Seine Frau Herta hatte mit seinen Wünschen, seinen Sehnsüchten, seiner Einsamkeit schon lange nichts mehr zu tun, seine Frau Herta interessierte sich nicht mehr für ihn, ließ ihn gelegentlich, immer seltener, gewähren, kümmerte sich aber in der Regel um ihre Belange. Der Robert ist in Wahrheit mit seiner Arbeit verheiratet, hatte Herta an seinem fünfunddreißigsten Geburtstag den zum Fest geladenen Bekannten erstmals gesagt. Robert konnte sich an die Szene bis in die kleinsten Details erinnern. Er war gegen das Geburtstagsfest im Garten seines Häuschens gewesen, gegen die Idee, mit Grillkoteletts und Würstchen, mit Obstsäften und für die Herren mit ein paar Bierchen dieses Jubiläum zu begehen, aber Herta hatte alles im Handumdrehen organisiert gehabt. Und zugegebenermaßen, den Gästen hatte der Nachmittag beim Grillen und der laue Abend bei der einen oder anderen Flasche gut gekühlten Weißweins gefallen. Und seine Frau hatte gesagt, er wäre in Wahrheit mit seiner Arbeit verheiratet. Niemals hätte Robert so etwas von sich behauptet, niemals wäre er auch nur auf diesen Gedanken gekommen, die Arbeit war die Arbeit, die Ehe war die Ehe. Viel später hatte Robert verstanden, warum Herta das gesagt hatte, hatte ihre hintergründige Strategie durchschaut, ihre Pläne entlarvt. Dieser Satz war nämlich zu dieser Zeit kein Befund einer gegenwärtigen Lebenssituation gewesen, sondern der Grundriss eines in der Zukunft zu realisierenden Lebensplanes. Sie hatte ihn dazu verdonnert, mit seiner Arbeit verheiratet zu sein, sie hatte sich seiner lästig gewordenen Anwesenheit durch das lebenslange Büro und endlose Dienstreisen entledigen wollen. Und er hatte getan, was sie gesagt hatte, hatte immer getan, was sie gesagt hatte. Immerhin verdiente er als Ingenieur seriös, und seit zwei Jahren war der Kredit für das in frühen Jahren gebaute Einfamilienhaus im Süden Wiens zurückgezahlt, die zwei Kinder waren zu durchschnittlichen Jugendlichen mit hinreichenden schulischen Erfolgen herangewachsen. Alles lief nach Plan, noch zwanzig Jahre fleißige Erwerbsarbeit des Familienvorstandes, und eine Rente in finanzieller Sicherheit und mit solidem sozialem Prestige würde möglich sein.

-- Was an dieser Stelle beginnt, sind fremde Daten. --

//! 指数退避重试
//!
//! 用于启动阶段等待依赖就绪这类瞬时故障，是否重试由调用方的 `is_retryable` 决定。

use std::fmt::Display;
use std::future::Future;
use std::time::Duration;

use tracing::{info, warn};

/// 重试策略
///
/// 第 n 次重试前等待 `initial_delay * multiplier^n`，不超过 `max_delay`
#[derive(Debug, Clone)]
pub struct RetryPolicy {
    /// 最大重试次数，不含首次执行
    pub max_retries: u32,
    pub initial_delay: Duration,
    pub max_delay: Duration,
    pub multiplier: f64,
}

impl Default for RetryPolicy {
    fn default() -> Self {
        Self {
            max_retries: 3,
            initial_delay: Duration::from_millis(500),
            max_delay: Duration::from_secs(10),
            multiplier: 2.0,
        }
    }
}

impl RetryPolicy {
    /// 按总尝试次数构造，至少执行一次
    pub fn with_max_attempts(attempts: u32) -> Self {
        Self {
            max_retries: attempts.max(1) - 1,
            ..Self::default()
        }
    }

    /// 第 `attempt` 次重试前的等待时间，`attempt` 从 0 开始
    pub fn delay_for_attempt(&self, attempt: u32) -> Duration {
        let base_ms = self.initial_delay.as_millis() as f64;
        let delay_ms = base_ms * self.multiplier.powi(attempt as i32);
        let capped_ms = delay_ms.min(self.max_delay.as_millis() as f64);
        Duration::from_millis(capped_ms as u64)
    }

    pub fn should_retry(&self, attempt: u32) -> bool {
        attempt < self.max_retries
    }
}

/// 按策略执行异步操作，不可重试的错误直接返回
pub async fn retry_with_policy<F, Fut, T, E>(
    policy: &RetryPolicy,
    operation_name: &str,
    is_retryable: impl Fn(&E) -> bool,
    mut operation: F,
) -> Result<T, E>
where
    F: FnMut() -> Fut,
    Fut: Future<Output = Result<T, E>>,
    E: Display,
{
    let mut attempt: u32 = 0;

    loop {
        match operation().await {
            Ok(value) => {
                if attempt > 0 {
                    info!(operation = operation_name, attempt, "Succeeded after retry");
                }
                return Ok(value);
            }
            Err(err) if !is_retryable(&err) || !policy.should_retry(attempt) => {
                warn!(
                    operation = operation_name,
                    attempt,
                    max_retries = policy.max_retries,
                    error = %err,
                    "Giving up"
                );
                return Err(err);
            }
            Err(err) => {
                let delay = policy.delay_for_attempt(attempt);
                warn!(
                    operation = operation_name,
                    attempt,
                    delay_ms = delay.as_millis() as u64,
                    error = %err,
                    "Failed, retrying after backoff"
                );
                tokio::time::sleep(delay).await;
                attempt += 1;
            }
        }
    }
}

Und wo war er selbst in dieser Geschichte? Was war seine Rolle?

Robert Wieser fand, dass das Hautgewebe seiner Wangen schlaff zu werden begann. Und hatte er nicht zwei Kilogramm zugenommen? Wie war es mit dem Mundgeruch? Hatte er beim Pinkeln auf seine Schuhe getropft? Was genau hatte der Mann mit der Glatze und dem leger gelockerten Krawattenknoten von ihm gewollt? Ach ja, Prozesse, technische Lösungen, Optimierungen in der Supply Chain und Konkretisierung der Dienstleistungen des Field Services. Irgendetwas in dieser Art. Diese Hyänen, diese Aasgeier, sie witterten, dass der Leithirsch waidwund war, sie umlagerten ihn, jederzeit bereit, ihm die geifernden Fangzähne in die Flanken zu hauen.

Sollte er sich für den Rest des Tages in der Toilette einsperren?